- _WHAT YOU WILL DO_:
Would you count how many lines of the entries below include the word "LineChartConfig"? Give nothing but the number.

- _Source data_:
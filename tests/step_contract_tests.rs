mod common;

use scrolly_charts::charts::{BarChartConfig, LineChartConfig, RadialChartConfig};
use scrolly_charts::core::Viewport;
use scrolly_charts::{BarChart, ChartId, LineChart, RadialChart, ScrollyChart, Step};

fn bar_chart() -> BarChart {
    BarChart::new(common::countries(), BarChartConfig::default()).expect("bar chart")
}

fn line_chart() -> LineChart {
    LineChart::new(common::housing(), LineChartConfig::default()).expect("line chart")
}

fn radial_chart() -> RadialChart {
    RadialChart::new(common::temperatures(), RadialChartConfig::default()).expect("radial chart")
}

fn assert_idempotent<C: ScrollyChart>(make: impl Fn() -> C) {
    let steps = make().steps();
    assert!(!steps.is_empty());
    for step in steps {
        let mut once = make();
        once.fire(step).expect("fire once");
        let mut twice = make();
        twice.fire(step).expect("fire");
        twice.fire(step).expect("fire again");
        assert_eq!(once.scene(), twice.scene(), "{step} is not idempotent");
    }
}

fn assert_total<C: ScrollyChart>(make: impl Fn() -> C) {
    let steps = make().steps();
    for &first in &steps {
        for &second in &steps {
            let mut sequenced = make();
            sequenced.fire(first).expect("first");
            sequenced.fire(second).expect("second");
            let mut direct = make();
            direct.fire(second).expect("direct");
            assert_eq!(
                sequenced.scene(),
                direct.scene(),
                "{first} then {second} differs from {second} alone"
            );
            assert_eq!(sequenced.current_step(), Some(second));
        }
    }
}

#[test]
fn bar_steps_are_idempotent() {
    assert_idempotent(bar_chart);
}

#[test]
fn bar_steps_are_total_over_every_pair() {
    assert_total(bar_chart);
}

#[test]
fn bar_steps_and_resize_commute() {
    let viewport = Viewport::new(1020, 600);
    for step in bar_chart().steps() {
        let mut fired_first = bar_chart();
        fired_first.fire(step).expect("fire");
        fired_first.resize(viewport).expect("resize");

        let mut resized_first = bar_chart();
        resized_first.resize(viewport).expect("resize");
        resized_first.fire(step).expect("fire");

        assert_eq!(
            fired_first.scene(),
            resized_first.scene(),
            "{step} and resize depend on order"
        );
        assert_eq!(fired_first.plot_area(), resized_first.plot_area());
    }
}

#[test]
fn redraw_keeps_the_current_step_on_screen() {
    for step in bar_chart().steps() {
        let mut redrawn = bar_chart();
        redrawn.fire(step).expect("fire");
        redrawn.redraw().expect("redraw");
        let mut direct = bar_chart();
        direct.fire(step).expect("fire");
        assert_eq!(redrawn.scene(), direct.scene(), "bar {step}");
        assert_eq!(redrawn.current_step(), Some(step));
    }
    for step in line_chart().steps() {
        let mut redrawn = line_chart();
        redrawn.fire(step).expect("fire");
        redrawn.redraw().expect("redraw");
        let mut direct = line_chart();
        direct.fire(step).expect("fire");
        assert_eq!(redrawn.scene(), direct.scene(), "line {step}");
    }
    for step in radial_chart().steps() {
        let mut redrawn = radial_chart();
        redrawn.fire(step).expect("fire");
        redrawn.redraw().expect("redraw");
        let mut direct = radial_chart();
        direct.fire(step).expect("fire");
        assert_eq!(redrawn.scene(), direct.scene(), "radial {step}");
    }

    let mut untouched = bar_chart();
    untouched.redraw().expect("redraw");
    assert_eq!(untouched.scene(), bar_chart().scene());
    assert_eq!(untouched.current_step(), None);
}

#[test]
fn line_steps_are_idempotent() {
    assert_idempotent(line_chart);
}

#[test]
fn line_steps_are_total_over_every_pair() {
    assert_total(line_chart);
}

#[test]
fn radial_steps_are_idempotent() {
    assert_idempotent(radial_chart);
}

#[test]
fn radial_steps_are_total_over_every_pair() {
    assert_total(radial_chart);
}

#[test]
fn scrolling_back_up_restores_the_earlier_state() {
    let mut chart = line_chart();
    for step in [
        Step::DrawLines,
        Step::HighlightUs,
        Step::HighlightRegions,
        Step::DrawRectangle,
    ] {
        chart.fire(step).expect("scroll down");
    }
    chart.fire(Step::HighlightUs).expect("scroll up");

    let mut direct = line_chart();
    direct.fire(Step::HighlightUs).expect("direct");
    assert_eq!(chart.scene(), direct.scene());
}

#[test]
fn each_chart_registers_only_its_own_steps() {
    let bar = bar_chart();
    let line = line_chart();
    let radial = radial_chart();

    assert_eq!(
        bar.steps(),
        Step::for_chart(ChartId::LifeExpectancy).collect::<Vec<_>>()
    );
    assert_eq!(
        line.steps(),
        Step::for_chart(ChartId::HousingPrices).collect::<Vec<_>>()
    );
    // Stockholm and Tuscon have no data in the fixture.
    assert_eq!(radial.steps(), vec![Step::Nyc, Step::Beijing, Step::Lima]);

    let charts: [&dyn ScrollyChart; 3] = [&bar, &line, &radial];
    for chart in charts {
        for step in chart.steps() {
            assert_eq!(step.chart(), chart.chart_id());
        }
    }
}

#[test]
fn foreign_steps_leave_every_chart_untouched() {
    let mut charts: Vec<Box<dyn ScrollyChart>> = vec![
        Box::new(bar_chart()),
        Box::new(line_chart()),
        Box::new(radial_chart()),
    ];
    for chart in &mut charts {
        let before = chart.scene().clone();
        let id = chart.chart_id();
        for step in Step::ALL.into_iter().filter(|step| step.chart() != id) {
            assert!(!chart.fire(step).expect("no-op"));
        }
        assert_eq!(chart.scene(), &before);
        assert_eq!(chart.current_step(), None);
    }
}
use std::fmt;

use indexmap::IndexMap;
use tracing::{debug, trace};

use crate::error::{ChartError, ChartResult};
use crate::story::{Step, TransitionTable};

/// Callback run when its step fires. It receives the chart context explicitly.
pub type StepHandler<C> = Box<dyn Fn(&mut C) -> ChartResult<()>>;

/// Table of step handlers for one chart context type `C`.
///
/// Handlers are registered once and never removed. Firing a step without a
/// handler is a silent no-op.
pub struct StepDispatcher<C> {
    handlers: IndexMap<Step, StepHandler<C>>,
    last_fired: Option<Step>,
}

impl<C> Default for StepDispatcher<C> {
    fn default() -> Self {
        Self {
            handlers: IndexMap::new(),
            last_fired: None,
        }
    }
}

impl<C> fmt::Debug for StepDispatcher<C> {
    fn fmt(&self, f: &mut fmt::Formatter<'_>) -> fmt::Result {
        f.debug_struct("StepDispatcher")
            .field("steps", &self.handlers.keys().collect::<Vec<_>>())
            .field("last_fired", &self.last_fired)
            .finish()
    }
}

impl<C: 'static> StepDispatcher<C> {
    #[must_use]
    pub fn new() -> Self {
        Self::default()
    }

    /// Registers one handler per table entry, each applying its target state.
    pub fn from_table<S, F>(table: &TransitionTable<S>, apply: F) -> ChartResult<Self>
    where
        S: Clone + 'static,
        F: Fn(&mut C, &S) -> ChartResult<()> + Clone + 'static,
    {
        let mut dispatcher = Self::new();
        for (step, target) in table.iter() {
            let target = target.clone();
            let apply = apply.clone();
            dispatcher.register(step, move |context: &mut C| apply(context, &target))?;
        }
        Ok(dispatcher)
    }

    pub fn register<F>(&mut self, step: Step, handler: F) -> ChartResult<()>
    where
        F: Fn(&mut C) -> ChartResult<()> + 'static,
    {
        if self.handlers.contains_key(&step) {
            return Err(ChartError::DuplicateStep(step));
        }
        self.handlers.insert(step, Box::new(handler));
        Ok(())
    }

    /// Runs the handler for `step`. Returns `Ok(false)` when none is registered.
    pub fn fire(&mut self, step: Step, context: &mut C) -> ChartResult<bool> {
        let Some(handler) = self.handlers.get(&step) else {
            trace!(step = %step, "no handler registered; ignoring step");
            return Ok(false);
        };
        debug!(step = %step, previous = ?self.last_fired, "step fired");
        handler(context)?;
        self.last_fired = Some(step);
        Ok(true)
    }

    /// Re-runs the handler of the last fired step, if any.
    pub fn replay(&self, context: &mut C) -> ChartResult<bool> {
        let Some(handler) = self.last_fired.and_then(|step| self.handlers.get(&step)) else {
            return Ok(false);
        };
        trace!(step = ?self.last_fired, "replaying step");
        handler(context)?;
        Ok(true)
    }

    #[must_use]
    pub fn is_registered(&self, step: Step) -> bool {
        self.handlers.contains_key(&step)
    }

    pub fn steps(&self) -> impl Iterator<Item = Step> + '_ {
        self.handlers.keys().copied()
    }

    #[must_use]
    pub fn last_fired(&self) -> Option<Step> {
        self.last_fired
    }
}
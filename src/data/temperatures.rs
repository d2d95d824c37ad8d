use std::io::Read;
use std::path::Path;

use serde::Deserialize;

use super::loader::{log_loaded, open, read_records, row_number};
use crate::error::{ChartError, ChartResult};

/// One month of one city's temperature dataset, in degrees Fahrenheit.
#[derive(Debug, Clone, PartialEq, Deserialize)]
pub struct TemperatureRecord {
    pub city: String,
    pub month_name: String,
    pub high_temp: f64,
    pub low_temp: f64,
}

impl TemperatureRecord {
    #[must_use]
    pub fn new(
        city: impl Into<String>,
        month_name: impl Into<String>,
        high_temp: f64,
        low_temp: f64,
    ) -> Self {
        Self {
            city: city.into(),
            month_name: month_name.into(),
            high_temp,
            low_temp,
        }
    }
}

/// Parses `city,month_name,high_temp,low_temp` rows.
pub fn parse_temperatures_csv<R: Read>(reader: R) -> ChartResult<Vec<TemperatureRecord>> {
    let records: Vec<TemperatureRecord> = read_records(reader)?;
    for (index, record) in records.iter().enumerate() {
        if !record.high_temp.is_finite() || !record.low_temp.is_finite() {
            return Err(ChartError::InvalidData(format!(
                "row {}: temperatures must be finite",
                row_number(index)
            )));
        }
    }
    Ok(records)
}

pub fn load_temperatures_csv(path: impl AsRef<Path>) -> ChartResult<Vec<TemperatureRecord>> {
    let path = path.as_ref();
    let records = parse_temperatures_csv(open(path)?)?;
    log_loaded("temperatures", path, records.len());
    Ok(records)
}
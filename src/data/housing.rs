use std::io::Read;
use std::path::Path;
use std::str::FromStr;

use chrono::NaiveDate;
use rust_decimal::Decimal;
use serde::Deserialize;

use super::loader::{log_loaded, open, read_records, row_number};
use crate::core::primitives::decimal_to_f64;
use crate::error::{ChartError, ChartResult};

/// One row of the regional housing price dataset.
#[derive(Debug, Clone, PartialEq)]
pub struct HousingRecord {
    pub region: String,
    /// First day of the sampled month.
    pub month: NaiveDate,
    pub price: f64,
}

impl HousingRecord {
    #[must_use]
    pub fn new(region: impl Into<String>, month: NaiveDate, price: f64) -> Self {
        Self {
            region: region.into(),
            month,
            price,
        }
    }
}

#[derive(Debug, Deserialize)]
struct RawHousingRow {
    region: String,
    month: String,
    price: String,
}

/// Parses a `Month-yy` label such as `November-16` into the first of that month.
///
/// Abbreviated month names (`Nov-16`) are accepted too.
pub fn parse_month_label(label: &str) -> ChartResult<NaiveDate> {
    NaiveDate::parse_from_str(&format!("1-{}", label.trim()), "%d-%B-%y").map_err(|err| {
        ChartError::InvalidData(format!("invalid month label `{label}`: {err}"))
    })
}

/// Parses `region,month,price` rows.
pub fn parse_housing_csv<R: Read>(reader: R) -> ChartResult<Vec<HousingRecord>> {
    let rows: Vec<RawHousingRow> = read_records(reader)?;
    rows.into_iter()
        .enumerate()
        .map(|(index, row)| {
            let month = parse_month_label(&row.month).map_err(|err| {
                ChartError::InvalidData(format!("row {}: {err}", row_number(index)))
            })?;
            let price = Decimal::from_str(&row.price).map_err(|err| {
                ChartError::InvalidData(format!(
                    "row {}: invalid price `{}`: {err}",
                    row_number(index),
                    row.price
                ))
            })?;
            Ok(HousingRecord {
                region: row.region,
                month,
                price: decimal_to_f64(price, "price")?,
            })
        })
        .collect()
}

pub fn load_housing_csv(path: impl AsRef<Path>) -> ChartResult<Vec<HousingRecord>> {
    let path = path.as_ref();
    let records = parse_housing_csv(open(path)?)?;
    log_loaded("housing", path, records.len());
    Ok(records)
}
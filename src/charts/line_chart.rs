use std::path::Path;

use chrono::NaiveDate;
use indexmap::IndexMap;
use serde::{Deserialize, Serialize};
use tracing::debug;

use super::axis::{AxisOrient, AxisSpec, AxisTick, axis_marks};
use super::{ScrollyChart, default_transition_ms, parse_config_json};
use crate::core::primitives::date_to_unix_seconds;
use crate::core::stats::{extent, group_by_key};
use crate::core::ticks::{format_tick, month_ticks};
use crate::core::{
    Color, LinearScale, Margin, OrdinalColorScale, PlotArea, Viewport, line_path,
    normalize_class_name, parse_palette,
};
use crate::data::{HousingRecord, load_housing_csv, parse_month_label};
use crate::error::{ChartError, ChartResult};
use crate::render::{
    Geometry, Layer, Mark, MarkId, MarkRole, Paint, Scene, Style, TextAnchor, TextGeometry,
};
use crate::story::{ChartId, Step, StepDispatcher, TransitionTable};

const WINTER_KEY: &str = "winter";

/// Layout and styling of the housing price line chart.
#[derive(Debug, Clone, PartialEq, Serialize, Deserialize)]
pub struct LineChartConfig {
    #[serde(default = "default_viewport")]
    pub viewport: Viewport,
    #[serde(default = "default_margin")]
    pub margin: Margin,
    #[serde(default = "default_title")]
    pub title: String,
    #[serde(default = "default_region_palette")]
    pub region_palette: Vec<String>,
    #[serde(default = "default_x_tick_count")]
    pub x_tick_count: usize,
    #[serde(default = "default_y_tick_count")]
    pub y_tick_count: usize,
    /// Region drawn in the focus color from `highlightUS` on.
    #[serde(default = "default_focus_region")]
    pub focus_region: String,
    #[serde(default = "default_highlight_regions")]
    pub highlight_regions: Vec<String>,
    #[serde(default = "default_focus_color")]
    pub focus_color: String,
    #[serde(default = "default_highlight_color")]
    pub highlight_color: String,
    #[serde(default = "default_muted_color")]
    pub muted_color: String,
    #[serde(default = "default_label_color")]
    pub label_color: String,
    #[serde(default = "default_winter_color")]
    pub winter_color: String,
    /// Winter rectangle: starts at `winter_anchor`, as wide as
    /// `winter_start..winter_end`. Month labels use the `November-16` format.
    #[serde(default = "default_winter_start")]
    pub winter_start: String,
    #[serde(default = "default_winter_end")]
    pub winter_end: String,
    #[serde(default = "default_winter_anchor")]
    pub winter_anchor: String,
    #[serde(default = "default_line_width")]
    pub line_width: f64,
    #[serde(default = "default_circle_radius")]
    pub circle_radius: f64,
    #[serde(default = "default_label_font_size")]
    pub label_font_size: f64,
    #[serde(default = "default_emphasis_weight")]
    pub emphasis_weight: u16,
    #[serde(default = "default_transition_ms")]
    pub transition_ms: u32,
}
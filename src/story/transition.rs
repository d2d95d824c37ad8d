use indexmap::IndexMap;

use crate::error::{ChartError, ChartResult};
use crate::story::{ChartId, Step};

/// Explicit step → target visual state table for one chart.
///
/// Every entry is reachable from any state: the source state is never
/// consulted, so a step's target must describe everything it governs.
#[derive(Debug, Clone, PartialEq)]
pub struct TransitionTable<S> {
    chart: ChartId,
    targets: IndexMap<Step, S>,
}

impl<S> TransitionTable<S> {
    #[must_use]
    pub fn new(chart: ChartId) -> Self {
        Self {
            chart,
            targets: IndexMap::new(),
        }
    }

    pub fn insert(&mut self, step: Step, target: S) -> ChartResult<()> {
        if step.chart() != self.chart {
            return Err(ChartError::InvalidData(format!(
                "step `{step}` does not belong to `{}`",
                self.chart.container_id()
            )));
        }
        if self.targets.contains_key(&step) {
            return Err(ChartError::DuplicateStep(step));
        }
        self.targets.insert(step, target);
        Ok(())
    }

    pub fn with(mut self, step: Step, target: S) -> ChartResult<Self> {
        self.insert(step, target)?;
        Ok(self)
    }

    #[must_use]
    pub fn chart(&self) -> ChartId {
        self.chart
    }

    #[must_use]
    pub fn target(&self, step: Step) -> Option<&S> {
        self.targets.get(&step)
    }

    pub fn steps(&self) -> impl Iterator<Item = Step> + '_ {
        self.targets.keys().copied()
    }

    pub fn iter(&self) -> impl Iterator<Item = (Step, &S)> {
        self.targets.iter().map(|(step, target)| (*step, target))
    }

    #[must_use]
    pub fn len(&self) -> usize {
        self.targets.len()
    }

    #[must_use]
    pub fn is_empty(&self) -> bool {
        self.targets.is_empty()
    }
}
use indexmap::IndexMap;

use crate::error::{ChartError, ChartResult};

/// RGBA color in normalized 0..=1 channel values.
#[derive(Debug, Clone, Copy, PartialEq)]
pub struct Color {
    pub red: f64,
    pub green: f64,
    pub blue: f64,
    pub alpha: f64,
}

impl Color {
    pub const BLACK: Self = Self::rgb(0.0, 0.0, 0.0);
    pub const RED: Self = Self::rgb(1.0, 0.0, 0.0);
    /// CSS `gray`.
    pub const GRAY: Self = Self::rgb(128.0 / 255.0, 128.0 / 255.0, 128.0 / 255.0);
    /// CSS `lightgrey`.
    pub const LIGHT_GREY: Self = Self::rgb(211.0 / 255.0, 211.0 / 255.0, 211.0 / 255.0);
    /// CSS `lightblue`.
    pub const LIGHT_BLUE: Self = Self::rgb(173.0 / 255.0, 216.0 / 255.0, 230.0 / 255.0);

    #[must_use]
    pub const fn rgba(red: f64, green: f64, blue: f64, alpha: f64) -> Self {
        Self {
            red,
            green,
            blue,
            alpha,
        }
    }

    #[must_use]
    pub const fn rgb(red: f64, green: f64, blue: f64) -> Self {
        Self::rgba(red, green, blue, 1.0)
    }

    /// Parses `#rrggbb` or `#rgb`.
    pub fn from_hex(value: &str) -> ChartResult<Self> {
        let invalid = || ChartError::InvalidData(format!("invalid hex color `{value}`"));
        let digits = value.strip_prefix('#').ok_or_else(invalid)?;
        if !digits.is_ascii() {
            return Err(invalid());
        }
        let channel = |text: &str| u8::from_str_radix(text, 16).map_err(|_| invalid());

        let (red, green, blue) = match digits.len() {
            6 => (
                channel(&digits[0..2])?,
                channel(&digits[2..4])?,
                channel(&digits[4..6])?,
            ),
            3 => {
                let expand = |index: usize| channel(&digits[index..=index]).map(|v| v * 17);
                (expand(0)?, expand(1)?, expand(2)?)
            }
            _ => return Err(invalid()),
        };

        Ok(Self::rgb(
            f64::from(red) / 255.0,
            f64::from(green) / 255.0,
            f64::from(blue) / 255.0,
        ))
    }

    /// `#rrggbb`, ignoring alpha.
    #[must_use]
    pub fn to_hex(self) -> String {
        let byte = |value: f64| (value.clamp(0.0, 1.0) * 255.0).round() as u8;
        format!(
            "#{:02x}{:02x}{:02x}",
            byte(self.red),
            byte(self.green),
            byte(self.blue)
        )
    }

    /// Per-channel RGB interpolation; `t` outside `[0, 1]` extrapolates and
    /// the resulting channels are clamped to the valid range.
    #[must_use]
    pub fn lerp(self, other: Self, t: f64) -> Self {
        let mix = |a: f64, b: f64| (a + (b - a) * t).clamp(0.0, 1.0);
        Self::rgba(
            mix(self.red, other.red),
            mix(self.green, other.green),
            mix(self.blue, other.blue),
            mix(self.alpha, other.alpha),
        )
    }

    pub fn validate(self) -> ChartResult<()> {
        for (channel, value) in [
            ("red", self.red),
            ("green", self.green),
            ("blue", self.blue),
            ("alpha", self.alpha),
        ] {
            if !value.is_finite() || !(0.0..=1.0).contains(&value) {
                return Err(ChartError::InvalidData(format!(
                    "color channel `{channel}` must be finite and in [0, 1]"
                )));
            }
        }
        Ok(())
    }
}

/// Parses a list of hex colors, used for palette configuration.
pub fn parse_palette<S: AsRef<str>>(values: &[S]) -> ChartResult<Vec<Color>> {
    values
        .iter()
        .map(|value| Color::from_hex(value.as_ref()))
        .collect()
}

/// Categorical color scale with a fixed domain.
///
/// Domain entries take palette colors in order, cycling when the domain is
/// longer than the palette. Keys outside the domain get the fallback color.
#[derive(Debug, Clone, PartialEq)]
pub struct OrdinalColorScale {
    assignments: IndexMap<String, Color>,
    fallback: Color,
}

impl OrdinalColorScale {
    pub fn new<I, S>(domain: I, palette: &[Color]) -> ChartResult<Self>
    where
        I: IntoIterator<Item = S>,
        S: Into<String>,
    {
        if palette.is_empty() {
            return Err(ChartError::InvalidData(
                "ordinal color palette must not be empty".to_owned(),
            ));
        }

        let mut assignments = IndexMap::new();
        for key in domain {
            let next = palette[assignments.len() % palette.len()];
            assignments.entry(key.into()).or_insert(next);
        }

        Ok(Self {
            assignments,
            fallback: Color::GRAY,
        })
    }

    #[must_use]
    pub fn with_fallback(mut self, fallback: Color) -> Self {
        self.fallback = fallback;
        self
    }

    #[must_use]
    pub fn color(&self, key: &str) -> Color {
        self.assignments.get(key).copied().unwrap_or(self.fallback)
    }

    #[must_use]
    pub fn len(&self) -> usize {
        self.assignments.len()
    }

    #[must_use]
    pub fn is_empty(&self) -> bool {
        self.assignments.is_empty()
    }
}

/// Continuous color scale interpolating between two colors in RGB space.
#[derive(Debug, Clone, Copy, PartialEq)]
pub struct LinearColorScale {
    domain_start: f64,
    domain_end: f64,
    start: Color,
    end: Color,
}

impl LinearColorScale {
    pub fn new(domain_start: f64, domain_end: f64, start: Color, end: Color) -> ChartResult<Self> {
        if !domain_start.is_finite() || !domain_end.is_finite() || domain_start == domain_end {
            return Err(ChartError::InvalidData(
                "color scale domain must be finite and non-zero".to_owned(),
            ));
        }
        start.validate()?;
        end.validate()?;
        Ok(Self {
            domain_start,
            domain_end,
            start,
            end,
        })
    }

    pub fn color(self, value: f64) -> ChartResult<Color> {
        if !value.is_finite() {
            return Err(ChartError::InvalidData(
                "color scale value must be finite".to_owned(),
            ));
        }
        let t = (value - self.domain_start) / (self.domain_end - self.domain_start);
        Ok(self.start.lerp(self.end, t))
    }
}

- _TASK RESULT_:
3